It’s the toughest job you’ll ever love, goes the Peace Corps slogan. Same goes for the job of Shoba Ranganathan, a chemical biologist and bioinformaticist who compares her duties to missionary work.
The 46-year-old associate professor at the National University of Singapore is also the vice president of APBioNet, a nonprofit, nongovernmental, international organization that could be considered the Peace Corps of the bioinformatics world.
APBioNet aims to spread the word of bioinformatics in the region, especially in developing countries such as Myanmar, Cambodia, and Pakistan. “We would like to actually provide the benefits of genome research to the … countries by helping the scientist learn about bioinformatics,” Ranganathan says.

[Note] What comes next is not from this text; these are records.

//! Relay-specific error kinds. Most request-path failures are translated
//! directly into a response inside the handler rather than surfaced through
//! this type; this covers the setup/internal paths that do use `?`.

use thiserror::Error;

#[derive(Error, Debug)]
pub enum Error {
    #[error("configuration error: {0}")]
    Config(String),

    #[error("failed to bind listener: {0}")]
    ListenerBind(String),
}

pub type Result<T> = std::result::Result<T, Error>;

impl From<common::Error> for Error {
    fn from(e: common::Error) -> Self {
        Error::Config(e.to_string())
    }
}
//! Official-key bypass provider.
//!
//! When a client supplies `X-Official-Key`, the relay routes straight to
//! `OFFICIAL_BASE_URL` using that header's value as the bearer instead of
//! selecting a pool credential. Budget gating and metering still apply —
//! this only changes which upstream request-rewrite happens, matching the
//! teacher's original passthrough provider shape (static header injection,
//! no credential pool, `Authorization` protected from double-injection).

use crate::{ErrorClassification, PreparedRequest, Provider, ProviderHealth};
use reqwest::header::{HeaderMap, HeaderValue, AUTHORIZATION};
use std::future::Future;
use std::pin::Pin;
use tracing::warn;

/// Routes every request to a fixed upstream using a single configured key,
/// bypassing the credential pool entirely.
pub struct OfficialKeyProvider {
    upstream_base_url: String,
    official_key: String,
}

impl OfficialKeyProvider {
    pub fn new(upstream_base_url: String, official_key: String) -> Self {
        Self {
            upstream_base_url,
            official_key,
        }
    }
}

impl Provider for OfficialKeyProvider {
    fn id(&self) -> &str {
        "official_key"
    }

    fn prepare_request<'a>(
        &'a self,
        _user_email: &'a str,
        headers: &'a mut HeaderMap,
    ) -> Pin<Box<dyn Future<Output = crate::Result<PreparedRequest>> + Send + 'a>> {
        Box::pin(async move {
            let value = match HeaderValue::from_str(&format!("Bearer {}", self.official_key)) {
                Ok(v) => v,
                Err(e) => {
                    warn!(error = %e, "official key is not a valid header value");
                    return Err(crate::ProviderError::Internal(
                        "official key contains invalid header characters".into(),
                    ));
                }
            };
            headers.insert(AUTHORIZATION, value);
            Ok(PreparedRequest {
                upstream_base_url: self.upstream_base_url.clone(),
                credential_id: "official".to_string(),
                upstream_account_uuid: None,
            })
        })
    }

    fn classify_error(&self, _status: u16, _body: &str) -> ErrorClassification {
        // No pool to fail over within — every error is transient from this
        // provider's perspective; the caller's retry logic handles timeouts.
        ErrorClassification::Transient
    }

    fn report_error<'a>(
        &'a self,
        _credential_id: &'a str,
        _user_email: &'a str,
        _classification: ErrorClassification,
    ) -> Pin<Box<dyn Future<Output = crate::Result<()>> + Send + 'a>> {
        // No credential state to update for the bypass path.
        Box::pin(async { Ok(()) })
    }

    fn health(&self) -> Pin<Box<dyn Future<Output = ProviderHealth> + Send + '_>> {
        Box::pin(async {
            ProviderHealth {
                status: "healthy".to_string(),
                pool: None,
            }
        })
    }
}
//! Hop-by-hop header filtering for the proxy rewrite (RFC 7230 §6.1).

const HOP_BY_HOP_HEADERS: &[&str] = &[
    "connection",
    "keep-alive",
    "proxy-authenticate",
    "proxy-authorization",
    "te",
    "trailer",
    "transfer-encoding",
    "upgrade",
];

pub fn is_hop_by_hop(name: &str) -> bool {
    HOP_BY_HOP_HEADERS.contains(&name.to_lowercase().as_str())
}

#[cfg(test)]
mod tests {
    use super::*;

    #[test]
    fn recognizes_hop_by_hop_headers_case_insensitively() {
        assert!(is_hop_by_hop("Connection"));
        assert!(is_hop_by_hop("transfer-encoding"));
        assert!(is_hop_by_hop("UPGRADE"));
    }

    #[test]
    fn end_to_end_headers_are_not_hop_by_hop() {
        assert!(!is_hop_by_hop("authorization"));
        assert!(!is_hop_by_hop("content-type"));
        assert!(!is_hop_by_hop("anthropic-beta"));
    }
}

She got her start in computational chemistry, but it wasn’t her calling. “I felt that I was actually generating numbers instead of solving problems,” she says. “Although I knew all the techniques — powerful computational techniques — I actually wanted to apply them to solve real problems.”
She soon got more than she bargained for. From running workshops and troubleshooting Internet glitches to fostering scientist collaborations and providing emotional support, Ranganathan has her hands full. Her work at APBioNet, however, is just one part of her responsibilities.
In addition to working with graduate students, she also runs bioinformatics classes for undergraduates. “I’m still a full-time employee of the university,” she says. “I have to work full-time during office hours and everything else has to be pushed to evenings or weekends.”
Despite her grueling daily schedule, Ranganathan drives herself even harder when the answers don’t come easily. “We have to be constantly pushing to keep the frontiers advancing,” she says.